● Records supplied:
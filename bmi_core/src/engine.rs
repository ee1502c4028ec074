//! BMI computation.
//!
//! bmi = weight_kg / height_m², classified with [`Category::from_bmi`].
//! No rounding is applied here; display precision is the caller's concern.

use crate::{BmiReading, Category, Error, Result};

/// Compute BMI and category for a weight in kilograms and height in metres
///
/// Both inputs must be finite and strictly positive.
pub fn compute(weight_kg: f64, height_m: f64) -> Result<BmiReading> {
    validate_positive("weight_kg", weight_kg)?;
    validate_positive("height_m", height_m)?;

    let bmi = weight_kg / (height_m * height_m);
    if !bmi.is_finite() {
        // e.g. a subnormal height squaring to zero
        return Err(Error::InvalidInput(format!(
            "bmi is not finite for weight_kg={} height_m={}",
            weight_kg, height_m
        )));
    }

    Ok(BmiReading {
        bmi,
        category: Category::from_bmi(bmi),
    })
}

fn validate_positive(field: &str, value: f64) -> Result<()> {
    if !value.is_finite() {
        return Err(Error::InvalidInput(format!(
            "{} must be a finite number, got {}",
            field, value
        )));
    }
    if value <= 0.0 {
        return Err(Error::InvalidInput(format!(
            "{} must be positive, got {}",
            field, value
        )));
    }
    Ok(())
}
* * *
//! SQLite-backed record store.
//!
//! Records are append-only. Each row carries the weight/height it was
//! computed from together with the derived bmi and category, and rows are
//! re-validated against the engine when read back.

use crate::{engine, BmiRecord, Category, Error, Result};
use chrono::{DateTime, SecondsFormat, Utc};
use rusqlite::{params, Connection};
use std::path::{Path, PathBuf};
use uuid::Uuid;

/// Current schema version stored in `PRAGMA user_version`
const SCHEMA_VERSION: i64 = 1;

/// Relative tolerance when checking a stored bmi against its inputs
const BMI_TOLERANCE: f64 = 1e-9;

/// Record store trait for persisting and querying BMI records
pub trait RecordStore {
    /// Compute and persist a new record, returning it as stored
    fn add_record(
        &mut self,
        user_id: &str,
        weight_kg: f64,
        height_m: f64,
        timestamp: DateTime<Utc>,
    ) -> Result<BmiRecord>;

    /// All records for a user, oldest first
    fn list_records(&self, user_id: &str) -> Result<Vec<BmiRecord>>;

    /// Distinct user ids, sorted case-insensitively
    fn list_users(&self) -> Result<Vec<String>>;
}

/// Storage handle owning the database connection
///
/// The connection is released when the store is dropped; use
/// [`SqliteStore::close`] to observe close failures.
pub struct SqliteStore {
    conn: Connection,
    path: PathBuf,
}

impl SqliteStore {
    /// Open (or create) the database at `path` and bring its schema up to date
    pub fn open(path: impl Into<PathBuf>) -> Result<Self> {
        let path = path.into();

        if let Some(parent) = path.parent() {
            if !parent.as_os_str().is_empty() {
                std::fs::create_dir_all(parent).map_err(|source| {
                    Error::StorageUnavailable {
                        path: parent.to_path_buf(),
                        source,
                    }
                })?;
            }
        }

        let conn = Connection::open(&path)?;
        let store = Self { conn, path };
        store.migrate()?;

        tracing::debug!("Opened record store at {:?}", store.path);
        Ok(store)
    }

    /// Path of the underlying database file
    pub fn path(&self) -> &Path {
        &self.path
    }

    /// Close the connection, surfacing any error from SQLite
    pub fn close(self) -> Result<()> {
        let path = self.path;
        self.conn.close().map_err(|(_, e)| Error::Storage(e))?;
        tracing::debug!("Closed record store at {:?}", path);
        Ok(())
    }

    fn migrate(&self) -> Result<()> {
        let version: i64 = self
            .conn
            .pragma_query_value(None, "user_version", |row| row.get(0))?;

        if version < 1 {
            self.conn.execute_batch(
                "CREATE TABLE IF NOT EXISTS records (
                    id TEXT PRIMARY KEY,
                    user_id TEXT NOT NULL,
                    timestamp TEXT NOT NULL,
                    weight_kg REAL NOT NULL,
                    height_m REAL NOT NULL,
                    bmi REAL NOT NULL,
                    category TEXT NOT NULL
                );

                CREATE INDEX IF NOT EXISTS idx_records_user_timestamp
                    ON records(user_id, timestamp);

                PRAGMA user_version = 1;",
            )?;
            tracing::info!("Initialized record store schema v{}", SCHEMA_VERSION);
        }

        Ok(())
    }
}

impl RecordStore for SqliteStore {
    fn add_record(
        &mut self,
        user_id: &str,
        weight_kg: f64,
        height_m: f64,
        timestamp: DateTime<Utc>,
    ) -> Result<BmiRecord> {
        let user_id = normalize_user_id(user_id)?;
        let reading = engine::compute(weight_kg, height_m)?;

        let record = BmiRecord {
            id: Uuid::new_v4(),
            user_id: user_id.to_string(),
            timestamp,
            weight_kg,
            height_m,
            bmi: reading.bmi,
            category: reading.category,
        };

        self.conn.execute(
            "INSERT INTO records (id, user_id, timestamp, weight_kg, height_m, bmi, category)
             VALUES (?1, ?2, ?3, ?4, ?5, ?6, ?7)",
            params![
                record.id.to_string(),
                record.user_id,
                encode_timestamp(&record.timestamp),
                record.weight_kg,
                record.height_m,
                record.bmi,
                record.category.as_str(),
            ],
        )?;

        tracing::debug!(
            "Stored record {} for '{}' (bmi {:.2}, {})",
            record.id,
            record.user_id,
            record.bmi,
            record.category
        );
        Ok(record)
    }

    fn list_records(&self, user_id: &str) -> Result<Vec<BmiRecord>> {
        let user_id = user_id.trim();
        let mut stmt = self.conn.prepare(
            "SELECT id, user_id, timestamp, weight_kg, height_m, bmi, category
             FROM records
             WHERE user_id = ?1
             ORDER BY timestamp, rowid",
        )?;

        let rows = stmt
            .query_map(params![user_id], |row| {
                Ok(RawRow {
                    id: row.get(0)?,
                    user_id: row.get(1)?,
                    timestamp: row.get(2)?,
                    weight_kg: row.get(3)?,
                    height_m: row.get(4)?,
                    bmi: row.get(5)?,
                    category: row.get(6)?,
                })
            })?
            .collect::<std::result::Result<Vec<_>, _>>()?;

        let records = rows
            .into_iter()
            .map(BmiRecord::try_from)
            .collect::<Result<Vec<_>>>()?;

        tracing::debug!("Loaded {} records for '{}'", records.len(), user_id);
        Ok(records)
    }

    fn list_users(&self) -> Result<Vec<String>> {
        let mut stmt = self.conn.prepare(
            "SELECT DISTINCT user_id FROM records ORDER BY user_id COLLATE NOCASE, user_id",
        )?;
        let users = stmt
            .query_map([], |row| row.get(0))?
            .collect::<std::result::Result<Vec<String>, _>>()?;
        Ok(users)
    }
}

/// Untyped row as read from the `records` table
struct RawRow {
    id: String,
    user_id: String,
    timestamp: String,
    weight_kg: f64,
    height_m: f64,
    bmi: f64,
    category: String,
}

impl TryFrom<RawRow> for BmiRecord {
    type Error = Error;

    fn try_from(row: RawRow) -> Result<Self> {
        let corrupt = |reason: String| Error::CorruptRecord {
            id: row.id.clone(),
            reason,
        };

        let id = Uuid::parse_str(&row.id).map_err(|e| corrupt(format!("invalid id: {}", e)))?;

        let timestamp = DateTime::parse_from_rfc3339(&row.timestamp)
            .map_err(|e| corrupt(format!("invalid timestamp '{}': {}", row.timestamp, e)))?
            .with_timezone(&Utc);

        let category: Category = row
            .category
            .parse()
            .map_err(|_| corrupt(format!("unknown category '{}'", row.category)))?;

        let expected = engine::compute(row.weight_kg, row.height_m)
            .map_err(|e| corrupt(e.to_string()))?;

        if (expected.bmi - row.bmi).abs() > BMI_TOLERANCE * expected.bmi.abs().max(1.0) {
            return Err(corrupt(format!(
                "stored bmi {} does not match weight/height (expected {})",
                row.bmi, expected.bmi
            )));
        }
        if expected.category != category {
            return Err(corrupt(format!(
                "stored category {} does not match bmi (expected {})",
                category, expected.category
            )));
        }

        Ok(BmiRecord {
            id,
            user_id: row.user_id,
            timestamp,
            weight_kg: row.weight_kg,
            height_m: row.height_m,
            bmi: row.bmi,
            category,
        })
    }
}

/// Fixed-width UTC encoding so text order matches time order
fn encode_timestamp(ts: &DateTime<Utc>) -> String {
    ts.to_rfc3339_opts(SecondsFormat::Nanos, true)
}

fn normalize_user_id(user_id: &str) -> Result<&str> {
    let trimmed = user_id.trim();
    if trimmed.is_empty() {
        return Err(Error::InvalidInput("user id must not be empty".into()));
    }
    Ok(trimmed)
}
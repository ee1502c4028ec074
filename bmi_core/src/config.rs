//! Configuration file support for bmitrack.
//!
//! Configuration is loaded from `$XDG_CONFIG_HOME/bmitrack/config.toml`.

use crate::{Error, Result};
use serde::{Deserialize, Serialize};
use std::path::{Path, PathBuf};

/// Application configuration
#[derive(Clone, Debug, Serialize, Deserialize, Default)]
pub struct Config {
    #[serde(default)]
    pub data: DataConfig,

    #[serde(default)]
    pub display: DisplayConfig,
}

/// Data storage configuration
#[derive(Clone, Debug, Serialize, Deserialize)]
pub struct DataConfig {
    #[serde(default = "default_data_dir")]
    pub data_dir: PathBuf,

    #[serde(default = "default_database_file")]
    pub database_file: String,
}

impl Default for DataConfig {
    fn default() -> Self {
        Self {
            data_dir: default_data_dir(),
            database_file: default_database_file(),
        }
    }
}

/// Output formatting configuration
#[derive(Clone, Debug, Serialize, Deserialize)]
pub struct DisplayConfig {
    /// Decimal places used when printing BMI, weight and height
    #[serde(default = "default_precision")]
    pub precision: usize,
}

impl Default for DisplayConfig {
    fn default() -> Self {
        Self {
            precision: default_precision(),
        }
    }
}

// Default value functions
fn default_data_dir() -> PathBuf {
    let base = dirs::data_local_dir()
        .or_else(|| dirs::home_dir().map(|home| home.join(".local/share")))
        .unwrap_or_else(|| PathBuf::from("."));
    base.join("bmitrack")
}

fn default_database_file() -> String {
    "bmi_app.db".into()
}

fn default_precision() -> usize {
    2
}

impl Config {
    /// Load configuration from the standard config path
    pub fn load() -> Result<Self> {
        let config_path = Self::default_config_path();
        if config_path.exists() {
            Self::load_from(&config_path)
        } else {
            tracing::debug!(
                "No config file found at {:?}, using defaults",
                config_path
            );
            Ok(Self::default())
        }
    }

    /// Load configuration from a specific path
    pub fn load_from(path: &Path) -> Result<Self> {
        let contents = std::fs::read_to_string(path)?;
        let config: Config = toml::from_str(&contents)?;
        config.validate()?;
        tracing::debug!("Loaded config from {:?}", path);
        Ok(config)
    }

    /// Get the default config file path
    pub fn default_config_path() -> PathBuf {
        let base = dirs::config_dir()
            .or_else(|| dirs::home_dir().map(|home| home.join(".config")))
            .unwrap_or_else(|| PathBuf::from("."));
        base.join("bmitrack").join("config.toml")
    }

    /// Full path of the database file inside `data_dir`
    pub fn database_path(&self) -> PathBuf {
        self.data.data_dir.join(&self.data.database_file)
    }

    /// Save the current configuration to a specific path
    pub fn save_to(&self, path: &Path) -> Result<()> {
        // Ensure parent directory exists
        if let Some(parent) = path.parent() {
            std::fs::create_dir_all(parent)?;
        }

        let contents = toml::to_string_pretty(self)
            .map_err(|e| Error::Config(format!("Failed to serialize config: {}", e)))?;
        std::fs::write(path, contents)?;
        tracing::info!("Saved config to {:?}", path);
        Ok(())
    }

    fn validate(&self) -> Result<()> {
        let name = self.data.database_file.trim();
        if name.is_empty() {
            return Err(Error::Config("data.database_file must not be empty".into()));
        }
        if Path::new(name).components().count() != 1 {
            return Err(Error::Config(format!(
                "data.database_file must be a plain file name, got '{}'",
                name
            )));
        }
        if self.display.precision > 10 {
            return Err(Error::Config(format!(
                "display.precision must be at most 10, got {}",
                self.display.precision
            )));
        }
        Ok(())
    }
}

● Activity:
Look above for the line with "fn validate(&self) ->"; retype exactly that line, every line after it up to the line with "if Path::new(name).components().count() != 1", and that line too, nothing else.

● Solution to the exercise:
    fn validate(&self) -> Result<()> {
        let name = self.data.database_file.trim();
        if name.is_empty() {
            return Err(Error::Config("data.database_file must not be empty".into()));
        }
        if Path::new(name).components().count() != 1 {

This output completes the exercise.